Antifona alla Comunione Lc
15,32
«Rallégrati, figlio mio,
perché tuo fratello era morto
ed è tornato in vita,
era perduto ed è stato ritrovato» .
Dóminus
linívit óculos meos:
et ábii,
et lavi, et vidi, et crédidi Deo.
Lc
15,32 Opórtet te, fili, gaudére,
quia
frater tuus mórtuus fúerat,
et
revíxit; períerat, et invéntus est.
Oppure: Sal
121,3-4
Gerusalemme è costruita
come città salda e compatta.
Là salgono insieme le tribù,
le tribù del Signore,
secondo la legge di Israele,
per lodare il nome del Signore.
Ierúsalem, quae
aedificátur ut cívitas,
cuius
participátio eius in idípsum.
Illuc
enim ascendérunt tribus, tribus Dómini,
ad confiténdum nómini tuo, Dómine.
Dopo
la Comunione
O Dio, che illumini ogni uomo che viene in questo mondo, fa' risplendere su di noi la luce del tuo volto, perché i nostri pensieri siano sempre conformi alla tua sapienza e possiamo amarti con cuore sincero. Per Cristo nostro Signore.

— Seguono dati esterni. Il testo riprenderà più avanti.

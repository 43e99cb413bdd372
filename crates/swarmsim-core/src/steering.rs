//! Ports consumed by the core: steering and proximity detection.
//!
//! The core commands locomotion but never assumes a concrete model.
//! Both contracts are resolved at bind time — there is no runtime
//! capability probing.

use glam::Vec3;

/// Abstract locomotion capability attached to an agent.
pub trait Steering {
    /// Command the agent to seek a world-space point.
    fn seek_to(&mut self, point: Vec3);

    /// Release any outstanding seek command.
    fn clear_target(&mut self);

    /// Whether the last commanded destination has been reached.
    fn destination_reached(&self) -> bool;
}

/// External arrival detector. The flight controller does not poll this;
/// the simulation loop invokes the controller with the detector's verdict.
pub trait ProximityDetector {
    /// Whether the agent is inside the waypoint's arrival zone.
    fn in_zone(&self, agent: Vec3, waypoint: Vec3) -> bool;
}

Deus, qui illúminas omnem hóminem veniéntem in hunc mundum,
illúmina, quaesumus, corda nostra grátiae tuae splendóre, ut digna ac
plácita maiestáti tuae cogitáre semper, et te sincére dilígere valeámus.
Per Christum.
Oratio
super populum
Tuére,
Dómine, súpplices tuos, susténta frágiles, et inter ténebras mortálium
ambulántes tua semper luce vivífica, atque a malis ómnibus cleménter
eréptos, ad summa bona perveníre concéde. Per Christum.